O recorrente impugnou o acórdão do Tribunal Central Administrativo a partir de três questões fundamentais:
– a relevância da prova do processo crime no procedimento disciplinar;
– o ilegal exercício da discricionaridade no indeferimento da prorrogação do prazo da defesa;
– o erro na apreciação da prova feita no processo disciplinar.
O Supremo Tribunal Administrativo, por acórdão de 24 de Janeiro de
2002 (fls. 59 e seguintes), julgou improcedentes todas as conclusões da alegação do recorrente e, consequentemente, negou provimento ao recurso, confirmando o acórdão recorrido.
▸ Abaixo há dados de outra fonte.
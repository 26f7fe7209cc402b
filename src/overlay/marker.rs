//! Level marker glyph
//!
//! An arrow that repositions itself to a live price level on every paint
//! cycle, pinning to the top or bottom edge of the view when the level is
//! scrolled out of range.

use std::cell::{Cell, RefCell};
use std::fmt;
use std::rc::{Rc, Weak};

use log::debug;
use serde::{Deserialize, Serialize};

use super::anchors::{marker_right_points, DEFAULT_MARKER_SIZE};
use crate::host::{ChartView, Color, GraphicsItem, ItemId, Label, Point, Rect, SubscriptionId};

/// Reads the level the marker should currently track
pub type LevelFn = Box<dyn Fn() -> f64>;

/// Arrow glyph shapes
#[derive(Debug, Clone, Copy, PartialEq, Eq, Serialize, Deserialize)]
pub enum MarkerStyle {
    /// `|<`, drawn for long positions
    #[serde(rename = "|<")]
    Up,
    /// `>|`, drawn for short positions
    #[serde(rename = ">|")]
    Down,
}

impl MarkerStyle {
    /// Glyph for a signed position size, `None` when flat
    pub fn from_size(size: f64) -> Option<Self> {
        if size > 0.0 {
            Some(MarkerStyle::Up)
        } else if size < 0.0 {
            Some(MarkerStyle::Down)
        } else {
            None
        }
    }

    pub fn as_str(&self) -> &'static str {
        match self {
            MarkerStyle::Up => "|<",
            MarkerStyle::Down => ">|",
        }
    }

    pub fn direction(&self) -> &'static str {
        match self {
            MarkerStyle::Up => "up",
            MarkerStyle::Down => "down",
        }
    }

    /// Unit-sized glyph outline centered on the origin, as closed polygons
    fn unit_path(&self) -> Vec<Vec<Point>> {
        // bar across the base plus a triangle pointing away from it
        let up = vec![
            vec![
                Point::new(-0.5, 0.375),
                Point::new(0.5, 0.375),
                Point::new(0.5, 0.5),
                Point::new(-0.5, 0.5),
            ],
            vec![
                Point::new(0.0, -0.5),
                Point::new(0.5, 0.25),
                Point::new(-0.5, 0.25),
            ],
        ];
        match self {
            MarkerStyle::Up => up,
            MarkerStyle::Down => up
                .into_iter()
                .map(|poly| poly.into_iter().map(|p| Point::new(p.x, -p.y)).collect())
                .collect(),
        }
    }
}

impl fmt::Display for MarkerStyle {
    fn fmt(&self, f: &mut fmt::Formatter<'_>) -> fmt::Result {
        f.write_str(self.as_str())
    }
}

/// Scene placement of a marker, readable by label anchor rules
#[derive(Debug, Clone, Copy, Default, PartialEq)]
pub struct MarkerGeometry {
    /// Glyph origin in scene coordinates
    pub pos: Point,
    /// Glyph bounding box in scene coordinates
    pub bounds: Rect,
}

/// Arrow marker that tracks a live level
pub struct LevelMarker {
    chart: Rc<dyn ChartView>,
    style: Option<MarkerStyle>,
    size: f64,
    /// scaled glyph outline
    path: Vec<Vec<Point>>,
    /// bounding box of `path`, only rewritten by `set_style`
    path_br: Option<Rect>,
    get_level: LevelFn,
    level: f64,
    keep_in_view: bool,
    pos: Point,
    visible: bool,
    pen: Option<Color>,
    brush: Option<Color>,
    /// re-anchored in link order after every move
    labels: Vec<Weak<RefCell<dyn Label>>>,
    geometry: Rc<Cell<MarkerGeometry>>,
    item_id: Option<ItemId>,
    subscription: Option<SubscriptionId>,
    deleted: bool,
}

impl LevelMarker {
    /// Build a marker of `size` pixels; a `None` style leaves the glyph empty
    ///
    /// # Panics
    /// Panics if a styled glyph produces an empty bounding box.
    pub fn new(
        chart: Rc<dyn ChartView>,
        style: Option<MarkerStyle>,
        get_level: LevelFn,
        size: f64,
        keep_in_view: bool,
    ) -> Self {
        let mut marker = Self {
            chart,
            style: None,
            size,
            path: Vec::new(),
            path_br: None,
            get_level,
            level: 0.0,
            keep_in_view,
            pos: Point::ORIGIN,
            visible: false,
            pen: None,
            brush: None,
            labels: Vec::new(),
            geometry: Rc::new(Cell::new(MarkerGeometry::default())),
            item_id: None,
            subscription: None,
            deleted: false,
        };

        if let Some(style) = style {
            marker.set_style(style);
            assert!(
                marker.path_br.is_some_and(|br| !br.is_empty()),
                "marker glyph path was not generated"
            );
        }
        marker
    }

    pub fn style(&self) -> Option<MarkerStyle> {
        self.style
    }

    /// Change the glyph; regenerates the path and its bounding box
    pub fn set_style(&mut self, style: MarkerStyle) {
        if self.style == Some(style) {
            return;
        }

        let size = self.size;
        self.path = style
            .unit_path()
            .into_iter()
            .map(|poly| {
                poly.into_iter()
                    .map(|p| Point::new(p.x * size, p.y * size))
                    .collect()
            })
            .collect();

        let points: Vec<Point> = self.path.iter().flatten().copied().collect();
        self.path_br = Rect::bounding(&points);
        self.style = Some(style);
        self.publish_geometry();
    }

    /// Scaled glyph outline in local coordinates
    pub fn path(&self) -> &[Vec<Point>] {
        &self.path
    }

    pub fn has_glyph(&self) -> bool {
        self.path_br.is_some()
    }

    fn path_br(&self) -> Rect {
        match self.path_br {
            Some(br) => br,
            None => panic!("marker glyph bounds requested before a style was set"),
        }
    }

    /// Glyph height in scene pixels
    pub fn height(&self) -> f64 {
        self.path_br().h
    }

    /// Glyph width in scene pixels
    pub fn width(&self) -> f64 {
        self.path_br().w
    }

    /// Last level explicitly assigned
    pub fn level(&self) -> f64 {
        self.level
    }

    pub fn set_level(&mut self, level: f64) {
        self.level = level;
    }

    /// Level read through the `get_level` capability
    pub fn current_level(&self) -> f64 {
        (self.get_level)()
    }

    pub fn keep_in_view(&self) -> bool {
        self.keep_in_view
    }

    pub fn set_keep_in_view(&mut self, keep: bool) {
        self.keep_in_view = keep;
    }

    pub fn pos(&self) -> Point {
        self.pos
    }

    /// Shared geometry cell, updated on every reposition
    pub fn geometry(&self) -> Rc<Cell<MarkerGeometry>> {
        Rc::clone(&self.geometry)
    }

    /// Link a label to re-anchor whenever the marker moves
    ///
    /// Labels are updated in link order, so a label anchored to another
    /// linked label must be linked after it.
    pub fn link_label(&mut self, label: Weak<RefCell<dyn Label>>) {
        self.labels.push(label);
    }

    pub fn clear_labels(&mut self) {
        self.labels.clear();
    }

    fn reanchor_labels(&self) {
        for label in self.labels.iter().filter_map(Weak::upgrade) {
            match label.try_borrow_mut() {
                Ok(mut label) => label.update(),
                Err(_) => debug!("marker label busy, skipping re-anchor"),
            }
        }
    }

    pub fn pen(&self) -> Option<&Color> {
        self.pen.as_ref()
    }

    pub fn set_pen(&mut self, color: Color) {
        self.pen = Some(color);
    }

    pub fn brush(&self) -> Option<&Color> {
        self.brush.as_ref()
    }

    pub fn set_brush(&mut self, color: Color) {
        self.brush = Some(color);
    }

    pub fn show(&mut self) {
        self.visible = true;
    }

    pub fn hide(&mut self) {
        self.visible = false;
    }

    pub fn is_visible(&self) -> bool {
        self.visible
    }

    pub fn is_deleted(&self) -> bool {
        self.deleted
    }

    pub fn item_id(&self) -> Option<ItemId> {
        self.item_id
    }

    pub fn is_subscribed(&self) -> bool {
        self.subscription.is_some()
    }

    fn scene_x(&self) -> f64 {
        marker_right_points(self.chart.as_ref(), DEFAULT_MARKER_SIZE).marker_right
    }

    fn set_pos(&mut self, pos: Point) {
        self.pos = pos;
        self.publish_geometry();
    }

    fn publish_geometry(&self) {
        let bounds = self
            .path_br
            .map(|br| br.translated(self.pos))
            .unwrap_or_else(|| Rect::new(self.pos.x, self.pos.y, 0.0, 0.0));
        self.geometry.set(MarkerGeometry {
            pos: self.pos,
            bounds,
        });
    }

    /// Off-screen indicator: place the marker at its level, or pin it to the
    /// view edge it scrolled past, then re-anchor the linked labels.
    pub fn position_in_view(&mut self) {
        let level = self.current_level();
        let (ymn, ymx) = self.chart.view_range_y();
        let x = self.scene_x();

        let y = if level > ymx {
            self.height() / 3.0
        } else if level < ymn {
            self.chart.view_height() - 4.0 / 3.0 * self.height()
        } else {
            self.chart.map_from_view(Point::new(0.0, level)).y
        };
        self.set_pos(Point::new(x, y));
        self.reanchor_labels();
    }

    /// Recompute the scene position for this paint cycle
    pub fn paint(&mut self) {
        if self.deleted || !self.has_glyph() {
            return;
        }

        if self.keep_in_view {
            self.position_in_view();
        } else {
            let level = self.current_level();
            let y = self.chart.map_from_view(Point::new(0.0, level)).y;
            let x = self.scene_x();
            self.set_pos(Point::new(x, y));
            self.reanchor_labels();
        }
    }

    /// Force a repaint
    pub fn update(&mut self) {
        self.paint();
    }

    /// Remove from the scene and drop the range-change subscription
    pub fn delete(&mut self) {
        if let Some(id) = self.item_id.take() {
            self.chart.remove_item(id);
        }
        if let Some(sub) = self.subscription.take() {
            self.chart.unsubscribe(sub);
        }
        self.visible = false;
        self.deleted = true;
    }

    /// Register `this` with the chart scene so it is painted each cycle
    pub fn add_to_scene(this: &Rc<RefCell<Self>>) {
        let chart = Rc::clone(&this.borrow().chart);
        let item: Rc<RefCell<dyn GraphicsItem>> = this.clone();
        let id = chart.add_item(Rc::downgrade(&item));
        this.borrow_mut().item_id = Some(id);
    }

    /// Reposition `this` whenever the view range changes; subscribes once
    pub fn connect_range_change(this: &Rc<RefCell<Self>>) {
        if this.borrow().is_subscribed() {
            return;
        }

        let chart = Rc::clone(&this.borrow().chart);
        let weak = Rc::downgrade(this);
        let id = chart.subscribe_range_change(Box::new(move || {
            let Some(marker) = weak.upgrade() else {
                return;
            };
            match marker.try_borrow_mut() {
                Ok(mut marker) if !marker.deleted && marker.has_glyph() => {
                    marker.position_in_view()
                }
                Ok(_) => {}
                Err(_) => debug!("marker busy during range change"),
            };
        }));
        this.borrow_mut().subscription = Some(id);
    }
}

impl GraphicsItem for LevelMarker {
    fn paint(&mut self) {
        LevelMarker::paint(self);
    }

    fn is_visible(&self) -> bool {
        self.visible
    }
}

impl fmt::Debug for LevelMarker {
    fn fmt(&self, f: &mut fmt::Formatter<'_>) -> fmt::Result {
        f.debug_struct("LevelMarker")
            .field("style", &self.style)
            .field("size", &self.size)
            .field("level", &self.level)
            .field("keep_in_view", &self.keep_in_view)
            .field("pos", &self.pos)
            .field("visible", &self.visible)
            .field("deleted", &self.deleted)
            .finish()
    }
}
Lê-se no texto desse acórdão, quanto à primeira questão suscitada pelo recorrente:
'Relativamente à primeira questão é sabido que a responsabilidade disciplinar e a responsabilidade criminal são distintas e acumuláveis, visando tutelar bens jurídicos diversos: no primeiro caso, a preservação da capacidade funcional do serviço público em causa e no outro a defesa dos valores
ético-sociais ou interesses fundamentais de vida em sociedade [...].
Daí que o procedimento disciplinar seja independente e autónomo do procedimento criminal instaurado pelos mesmos factos, tal como são independentes as respectivas decisões [...].
O mesmo facto pode não ser provado em processo criminal com o grau de certeza necessário para ser punido por sentença penal, onde o rigor da prova terá de ser maior, e todavia aparecer em processo disciplinar com suficiente consistência para demonstrar a responsabilidade do agente.
[...]
[...] É, pois, irrelevante para o presente processo disciplinar a invocação pelo recorrente da materialidade fáctica que se terá fixado no processo crime, não demonstrando, por si só, a invalidade da decisão punitiva, por erro sobre os pressupostos de facto.'
Quanto à segunda questão invocada pelo recorrente, disse o Supremo Tribunal Administrativo:
'Alega também o recorrente que o direito de prorrogação do prazo de defesa negado ao arguido, que o acórdão recorrido julgou improcedente, violou os arts. 42º, nº 1 e 59º, nº 5 do Estatuto Disciplinar mas também as garantias de defesa constitucionalmente consagradas e que vinculam a entidade sancionatória
(arts. 32º, nº 10 e 18º, nº 1 da CRP), com referência ao art. 6º, nº 3, b) da Convenção Europeia dos Direitos do Homem e ainda art. 17º da CRP). De acordo com o disposto no artº 59º, nº 1 do ED, o prazo para o arguido apresentar a sua defesa é variável e a fixar entre 10 e 20 dias. No presente caso esse prazo foi fixado no máximo de 20 dias, ponderada que foi, certamente, a complexidade relativa do processo disciplinar em causa.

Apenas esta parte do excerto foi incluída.